All this muscle makes its way back to the rear wheels via a new seven-speed paddle shift gearbox. Designed to handle torque loads of up to 516lb ft, the new gearbox offers the choice between four modes; comfort, sport, sport plus and manual – the latter claimed to boast shift times of just 100 milliseconds.
Inside, there’s a new three spoke steering wheel with remote shift paddles, lightly altered instrument graphics, redesigned sport seats with optional Airscarf system as well as a new navigation and entertainment system. The centre console is reworked to accommodate the revised shift lever and its associated switchgear.
There’s also a striking new front end design that, to these eyes at least, provides the SL 63 AMG with an instantly more aggressive appearance than the SL 55 AMG.
What’s it like?
Vastly more fluent in its actions than the SL 55 AMG ever was. While the basic four-link (front) and multi-link (rear) suspension remains unchanged in its basic design, AMG have provided the SL 63 with new spring and damper rates as well as altered bushes more rigid front axle bearings.
The steering ratio remains the same as before at 14.5:1, AMG deciding to eschew the variable DirectSteer system that has gone into other facelifted SL models in the interests of a traditional linearity within the helm. While lacking the whip crack action of some open top rivals, the speed sensitive arrangement possesses a reassuringly progressive feel that boosts driver confidence.
The reworked suspension provides more than adequate levels of compliance, but also remains wonderfully controlled on all sorts of surfaces, leading to phenomenal front end grip. Indeed, you can throw this car into corners at seemingly insane speeds and it will retain your chosen line with steadfast assurance. Ride quality, meanwhile, remains exemplary. Yes, it’s firm, but it is never harsh.
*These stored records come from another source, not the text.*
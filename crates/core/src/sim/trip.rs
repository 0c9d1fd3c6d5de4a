//! Finding the next usable bus between two stops.

use serde::Serialize;

use crate::models::{Bus, Direction, Route};

use super::{
    eta::eta_minutes,
    fare::fare,
    params::{FareTable, SimParams},
};

/// A bus that will pick the rider up at the boarding stop.
#[derive(Debug, Clone, PartialEq, Serialize)]
pub struct Trip {
    pub route: Route,
    pub bus: Bus,
    /// Minutes until the bus reaches the boarding stop.
    pub eta: u32,
    pub fare: u32,
}

/// Outcome of a trip search.
#[derive(Debug, Clone, PartialEq, Serialize)]
#[serde(tag = "status", rename_all = "snake_case")]
pub enum TripMatch {
    Found(Trip),
    /// No route serves both stops.
    NoRoute,
    /// A route connects the stops but no bus on it can still pick the rider up.
    NoBus {
        /// The route that was searched.
        route_id: String,
    },
}

impl TripMatch {
    pub fn trip(&self) -> Option<&Trip> {
        match self {
            TripMatch::Found(trip) => Some(trip),
            _ => None,
        }
    }
}

/// Find the soonest bus that travels from `board_stop` toward `dest_stop`.
///
/// Only the first route in `routes` serving both stops is searched. Among
/// buses on it heading the right way that have not yet passed the boarding
/// stop, the one with the smallest ETA wins; ties keep fleet order.
pub fn find_trip(
    routes: &[Route],
    buses: &[Bus],
    board_stop: &str,
    dest_stop: &str,
    params: &SimParams,
    fares: &FareTable,
) -> TripMatch {
    let Some((route, board, dest)) = routes.iter().find_map(|route| {
        Some((route, route.stop_index(board_stop)?, route.stop_index(dest_stop)?))
    }) else {
        return TripMatch::NoRoute;
    };

    let required = if board < dest {
        Direction::Forward
    } else {
        Direction::Backward
    };

    let best = buses
        .iter()
        .filter(|bus| bus.route_id == route.id && bus.direction == required)
        .filter(|bus| match required {
            Direction::Forward => bus.current_stop_index <= board,
            Direction::Backward => bus.current_stop_index >= board,
        })
        .filter_map(|bus| eta_minutes(bus, board, params).map(|eta| (bus, eta)))
        .min_by_key(|(_, eta)| *eta);

    match best {
        Some((bus, eta)) => TripMatch::Found(Trip {
            route: route.clone(),
            bus: bus.clone(),
            eta,
            fare: fare(route, board_stop, dest_stop, fares),
        }),
        None => TripMatch::NoBus {
            route_id: route.id.clone(),
        },
    }
}
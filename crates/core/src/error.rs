//! Typed errors raised while building reference data.

use thiserror::Error;

/// Problems detected while validating catalog tables.
#[derive(Debug, Error, PartialEq)]
pub enum CatalogError {
    /// Two stops share the same identifier.
    #[error("duplicate stop id '{0}'")]
    DuplicateStop(String),
    /// Two routes share the same identifier.
    #[error("duplicate route id '{0}'")]
    DuplicateRoute(String),
    /// A stop lies outside the `[0, 100]` map plane.
    #[error("stop '{id}' has coordinates ({x}, {y}) outside the map plane")]
    OutOfBounds {
        /// Offending stop.
        id: String,
        /// Horizontal coordinate.
        x: f64,
        /// Vertical coordinate.
        y: f64,
    },
    /// A route lists fewer than two stops.
    #[error("route '{route}' has {count} stop(s); at least two are required")]
    TooFewStops {
        /// Offending route.
        route: String,
        /// Number of stops listed.
        count: usize,
    },
    /// A route visits the same stop twice.
    #[error("route '{route}' lists stop '{stop}' more than once")]
    RepeatedStop {
        /// Offending route.
        route: String,
        /// Stop listed twice.
        stop: String,
    },
    /// A route references a stop missing from the stop table.
    #[error("route '{route}' references unknown stop '{stop}'")]
    UnknownStop {
        /// Offending route.
        route: String,
        /// Missing stop id.
        stop: String,
    },
}

/// Failure to interpret a locale code.
#[derive(Debug, Error, PartialEq, Eq)]
pub enum LocaleError {
    /// The code is not one of the supported languages.
    #[error("unsupported locale '{0}' (expected 'en' or 'pa')")]
    Unknown(String),
}
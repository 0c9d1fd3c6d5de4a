//! UI strings for every supported locale.

use std::collections::HashMap;

use bustrack_core::Locale;
use once_cell::sync::Lazy;

type Table = HashMap<&'static str, &'static str>;

static EN: Lazy<Table> = Lazy::new(|| {
    HashMap::from([
        ("app_title", "Live Bus Tracker"),
        ("min_short", "min"),
        ("rupee_symbol", "₹"),
        ("favourite_routes", "Favourite Routes"),
        ("nav_home", "Home"),
        ("nav_routes", "Routes"),
        ("nav_map", "Map"),
        ("home_heading", "Where are you heading today?"),
        ("home_from", "FROM"),
        ("home_to", "TO"),
        ("home_select_boarding", "Select Boarding Stop"),
        ("home_select_destination", "Select Destination Stop"),
        ("home_next_bus_in", "Next bus at {stopName} in"),
        ("home_no_route_found", "No Route Found"),
        (
            "home_no_route_desc",
            "There are no direct buses available for the selected route.",
        ),
        ("home_no_bus", "No bus on {routeName} can reach {stopName} in time."),
        ("home_hint", "Pick stops with Up/Down and Enter. Left/Right switches field."),
        ("ticket_price", "Ticket Price"),
        ("delay_info", "Delayed: {reason}"),
        ("routes_all", "All Routes"),
        ("routes_search_placeholder", "Search routes by name or stop..."),
        ("routes_direction_to", "Direction: To {terminusName}"),
        ("routes_passed", "Passed"),
        ("routes_due", "Due"),
        ("routes_no_bus", "No bus on this route"),
        ("trip_details", "Trip Details"),
        ("stops", "Stops"),
        ("arrivals_title", "Next Arrivals"),
        ("arrivals_low_data", "Low Data Mode On"),
        ("arrivals_to", "to {stopName}"),
        ("map_live", "Live Map"),
        ("map_updated", "Updated {time}"),
        ("map_buses", "Buses"),
        ("map_eta_terminus", "Terminus ETA: {eta} min"),
        ("map_at_terminus", "At terminus"),
        ("profile_language", "Language"),
        ("profile_low_bw_mode", "Low Bandwidth Mode"),
    ])
});

static PA: Lazy<Table> = Lazy::new(|| {
    HashMap::from([
        ("app_title", "ਲਾਈਵ ਬੱਸ ਟਰੈਕਰ"),
        ("min_short", "ਮਿੰਟ"),
        ("rupee_symbol", "₹"),
        ("favourite_routes", "ਮਨਪਸੰਦ ਰੂਟ"),
        ("nav_home", "ਹੋਮ"),
        ("nav_routes", "ਰੂਟ"),
        ("nav_map", "ਨਕਸ਼ਾ"),
        ("home_heading", "ਤੁਸੀਂ ਅੱਜ ਕਿੱਥੇ ਜਾ ਰਹੇ ਹੋ?"),
        ("home_from", "ਤੋਂ"),
        ("home_to", "ਨੂੰ"),
        ("home_select_boarding", "ਬੋਰਡਿੰਗ ਸਟਾਪ ਚੁਣੋ"),
        ("home_select_destination", "ਮੰਜ਼ਿਲ ਸਟਾਪ ਚੁਣੋ"),
        ("home_next_bus_in", "{stopName} 'ਤੇ ਅਗਲੀ ਬੱਸ"),
        ("home_no_route_found", "ਕੋਈ ਰੂਟ ਨਹੀਂ ਮਿਲਿਆ"),
        (
            "home_no_route_desc",
            "ਚੁਣੇ ਗਏ ਰੂਟ ਲਈ ਕੋਈ ਸਿੱਧੀ ਬੱਸ ਉਪਲਬਧ ਨਹੀਂ ਹੈ।",
        ),
        ("ticket_price", "ਟਿਕਟ ਦੀ ਕੀਮਤ"),
        ("delay_info", "ਦੇਰੀ: {reason}"),
        ("routes_all", "ਸਾਰੇ ਰੂਟ"),
        ("routes_search_placeholder", "ਨਾਮ ਜਾਂ ਸਟਾਪ ਦੁਆਰਾ ਰੂਟ ਖੋਜੋ..."),
        ("routes_direction_to", "ਦਿਸ਼ਾ: {terminusName} ਨੂੰ"),
        ("routes_passed", "ਲੰਘ ਗਈ"),
        ("routes_due", "ਆਉਣ ਵਾਲੀ"),
        ("trip_details", "ਯਾਤਰਾ ਦੇ ਵੇਰਵੇ"),
        ("stops", "ਸਟਾਪ"),
        ("map_live", "ਲਾਈਵ ਨਕਸ਼ਾ"),
        ("map_eta_terminus", "ਟਰਮਿਨਸ ETA: {eta} ਮਿੰਟ"),
        ("map_at_terminus", "ਟਰਮਿਨਸ 'ਤੇ"),
        ("profile_language", "ਭਾਸ਼ਾ"),
        ("profile_low_bw_mode", "ਘੱਟ ਬੈਂਡਵਿਡਥ ਮੋਡ"),
    ])
});

fn table(locale: Locale) -> &'static Table {
    match locale {
        Locale::En => &EN,
        Locale::Pa => &PA,
    }
}

/// Look up `key` for `locale`, falling back to English and then to the key itself.
pub fn t(locale: Locale, key: &'static str) -> &'static str {
    table(locale)
        .get(key)
        .or_else(|| EN.get(key))
        .copied()
        .unwrap_or(key)
}

/// Like [`t`], replacing each `{name}` placeholder with its value.
pub fn tr(locale: Locale, key: &'static str, replacements: &[(&str, &str)]) -> String {
    let mut text = t(locale, key).to_string();
    for (name, value) in replacements {
        text = text.replace(&format!("{{{name}}}"), value);
    }
    text
}

#[cfg(test)]
mod tests {
    use super::*;

    #[test]
    fn resolves_per_locale() {
        assert_eq!(t(Locale::En, "nav_routes"), "Routes");
        assert_eq!(t(Locale::Pa, "nav_routes"), "ਰੂਟ");
    }

    #[test]
    fn falls_back_to_english_then_key() {
        assert_eq!(t(Locale::Pa, "arrivals_title"), "Next Arrivals");
        assert_eq!(t(Locale::Pa, "no_such_key"), "no_such_key");
    }

    #[test]
    fn substitutes_placeholders() {
        assert_eq!(
            tr(Locale::En, "map_eta_terminus", &[("eta", "12")]),
            "Terminus ETA: 12 min"
        );
        assert_eq!(
            tr(Locale::Pa, "routes_direction_to", &[("terminusName", "ਖਰੜ")]),
            "ਦਿਸ਼ਾ: ਖਰੜ ਨੂੰ"
        );
    }

    #[test]
    fn every_punjabi_key_exists_in_english() {
        for key in PA.keys() {
            assert!(EN.contains_key(key), "missing English string for {key}");
        }
    }
}
//! User preferences persisted next to the config file.

use std::{
    collections::BTreeSet,
    fs,
    path::{Path, PathBuf},
};

use anyhow::{Context, Result};
use bustrack_core::{AppConfig, Locale};
use serde::{Deserialize, Serialize};

const PREFERENCES_FILE: &str = "preferences.json";

/// Settings the user changes from inside the UI.
#[derive(Debug, Clone, Default, PartialEq, Eq, Serialize, Deserialize)]
#[serde(default)]
pub struct Preferences {
    /// Overrides the configured locale once the user picks a language.
    pub locale: Option<Locale>,
    /// Show the text-only arrivals list instead of the trip finder.
    pub low_bandwidth: bool,
    /// Route ids pinned to the top of the route list.
    pub favourites: BTreeSet<String>,
}

impl Preferences {
    /// Load preferences from `path`, returning `None` if the file does not exist.
    pub fn load(path: impl AsRef<Path>) -> Result<Option<Self>> {
        let path = path.as_ref();
        if !path.exists() {
            return Ok(None);
        }
        let contents = fs::read_to_string(path)
            .with_context(|| format!("failed to read preferences {}", path.display()))?;
        let prefs = serde_json::from_str(&contents)
            .with_context(|| format!("failed to parse preferences {}", path.display()))?;
        Ok(Some(prefs))
    }

    /// Persist preferences to `path`, creating parent directories if needed.
    pub fn persist(&self, path: impl AsRef<Path>) -> Result<()> {
        let path = path.as_ref();
        if let Some(parent) = path.parent() {
            fs::create_dir_all(parent).with_context(|| {
                format!("failed to create preferences directory {}", parent.display())
            })?;
        }
        let serialized =
            serde_json::to_string_pretty(self).context("failed to serialize preferences")?;
        fs::write(path, serialized)
            .with_context(|| format!("failed to write preferences {}", path.display()))
    }

    pub fn is_favourite(&self, route_id: &str) -> bool {
        self.favourites.contains(route_id)
    }

    /// Flip the favourite flag of a route, returning the new state.
    pub fn toggle_favourite(&mut self, route_id: &str) -> bool {
        if self.favourites.remove(route_id) {
            false
        } else {
            self.favourites.insert(route_id.to_string());
            true
        }
    }
}

/// Default preferences location inside the bustrack config directory.
pub fn preferences_path() -> PathBuf {
    AppConfig::config_dir().join(PREFERENCES_FILE)
}
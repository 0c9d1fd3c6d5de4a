use std::{sync::Arc, time::Duration};

use tokio::{sync::mpsc, time::MissedTickBehavior};
use tracing::info;

use crate::models::Route;

use super::{
    fleet::{Fleet, FleetSnapshot},
    params::SimParams,
    rng::SimRng,
};

/// Events emitted by the background simulation loop.
#[derive(Debug, Clone)]
pub enum SimEvent {
    /// A tick completed and the fleet holds a new snapshot.
    Advanced(Arc<FleetSnapshot>),
}

/// Owns everything needed to tick a fleet on a schedule.
pub struct Simulation {
    fleet: Fleet,
    routes: Arc<Vec<Route>>,
    params: SimParams,
    rng: SimRng,
    interval: Duration,
}

impl Simulation {
    pub fn new(
        fleet: Fleet,
        routes: Arc<Vec<Route>>,
        params: SimParams,
        rng: SimRng,
        interval: Duration,
    ) -> Self {
        Self {
            fleet,
            routes,
            params,
            rng,
            interval,
        }
    }

    /// Handle to the fleet this simulation advances.
    pub fn fleet(&self) -> Fleet {
        self.fleet.clone()
    }

    /// Advance the fleet by one tick.
    pub fn step(&mut self) -> Arc<FleetSnapshot> {
        self.fleet.advance(&self.routes, &self.params, &mut self.rng)
    }

    /// Tick on a fixed interval until the receiving side goes away.
    ///
    /// The first tick fires one interval after start. Dropping the receiver
    /// stops further ticks; the last published snapshot stays in the fleet.
    pub async fn run(mut self, sender: mpsc::Sender<SimEvent>) {
        info!(
            interval_ms = self.interval.as_millis() as u64,
            seed = self.rng.seed(),
            "Simulation started"
        );
        let mut ticker = tokio::time::interval_at(
            tokio::time::Instant::now() + self.interval,
            self.interval,
        );
        ticker.set_missed_tick_behavior(MissedTickBehavior::Delay);

        loop {
            ticker.tick().await;
            let snapshot = self.step();
            if sender.send(SimEvent::Advanced(snapshot)).await.is_err() {
                break;
            }
        }
        info!(tick = self.fleet.snapshot().tick, "Simulation stopped");
    }
}
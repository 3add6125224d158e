//! Blockchain network identifiers.

use serde::{Deserialize, Serialize};
use std::fmt;
use std::str::FromStr;
use thiserror::Error;

/// EVM network a scan pipeline runs against.
#[derive(Debug, Clone, Copy, PartialEq, Eq, Hash, PartialOrd, Ord, Serialize, Deserialize)]
#[serde(rename_all = "lowercase")]
pub enum Chain {
    Ethereum,
    Arbitrum,
    Optimism,
    Base,
    Polygon,
    Avalanche,
    Bsc,
}

#[derive(Debug, Clone, PartialEq, Eq, Error)]
#[error("unknown network: {0}")]
pub struct UnknownChain(pub String);

impl Chain {
    /// Configuration key, also used in log fields and alert messages.
    pub fn as_str(self) -> &'static str {
        match self {
            Chain::Ethereum => "ethereum",
            Chain::Arbitrum => "arbitrum",
            Chain::Optimism => "optimism",
            Chain::Base => "base",
            Chain::Polygon => "polygon",
            Chain::Avalanche => "avalanche",
            Chain::Bsc => "bsc",
        }
    }

    pub fn all() -> &'static [Chain] {
        &[
            Chain::Ethereum,
            Chain::Arbitrum,
            Chain::Optimism,
            Chain::Base,
            Chain::Polygon,
            Chain::Avalanche,
            Chain::Bsc,
        ]
    }
}

impl fmt::Display for Chain {
    fn fmt(&self, f: &mut fmt::Formatter<'_>) -> fmt::Result {
        f.write_str(self.as_str())
    }
}

impl FromStr for Chain {
    type Err = UnknownChain;

    fn from_str(s: &str) -> Result<Self, Self::Err> {
        Chain::all()
            .iter()
            .copied()
            .find(|chain| chain.as_str().eq_ignore_ascii_case(s.trim()))
            .ok_or_else(|| UnknownChain(s.to_string()))
    }
}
Another development is the appearance of AMG’s three stage ESP system – as first unveiled on the C 63 AMG last year. It provides the driver a choice between a standard and sport setting – the latter serving up greater slip angles before the onset of individual braking of the wheels. Furthermore, you can now also turn the system off completely – not something I would recommend on public roads but just the thing for track days.
Despite tipping the scales at a hefty 1970kg, the SL 63 AMG possesses monumental acceleration in lower gears. Mercedes-Benz claims it will hit 62mph in just 4.6sec. That’s a scant 0.1sec slower than the time quoted for the SL 55 AMG strangely enough – a sign, perhaps, that after years of ever sharper straight line performance figures Mercedes-Benz has finally decided enough is enough.
While the new naturally aspirated engine lacks the legendary low end punch of the old supercharged engine, it has broader power band, making it more compelling to drive. Revs build quickly on a planted throttle to provide heady levels of thrust, sending the big two seater down the road at the sort of speed that places it alongside some of the world’s most exotic supercars for standing start performance.
Accompanying it all is a deep baritone exhaust note under load and wonderfully alluring burble on a trailing throttle. Top speed remains pegged at 155mph, though customers opting for the optional performance package, which adds items like a limited slip differential and larger brakes, can have it extended to 186mph.
Dialling up the manual mode sees the gearbox hold on to gears, allowing the engine to run all the way to the 7200rpm redline before the onset of the limiter. In this configuration, the SL 63 AMG feels more responsive sportier than the SL 55 AMG ever did.
Up shifts, even under full throttle loads, are performed with a satisfyingly positive action – if not quite as rapid or as smooth as the latest double clutch gearboxes. All of which makes you wonder why it has taken Mercedes-Benz so long to provide an alternative to its traditional automatic gearbox.
The electronics have also been programmed to provide a hearty blip on downshifts, allowing you to close down into corners with terrific confidence. Alternately you can stick it in any one of the other modes – comfort, sport or sport plus – and allow the gearbox to do the shifting for you.
Should I buy one?
There’s no doubt about it, the SL 63 AMG is a bigger step away from the standard SL 500 than the SL 55 AMG ever was. The new engine and gearbox endow it with far more sporty traits than its predecessor and this fact alone is going to make it hard to resist for those with the necessary finances.
Those considering the new car, however, would be well advised to look at the performance package, especially the optional limited slip differential, which adds a further dimension to its already haughty dynamic qualities.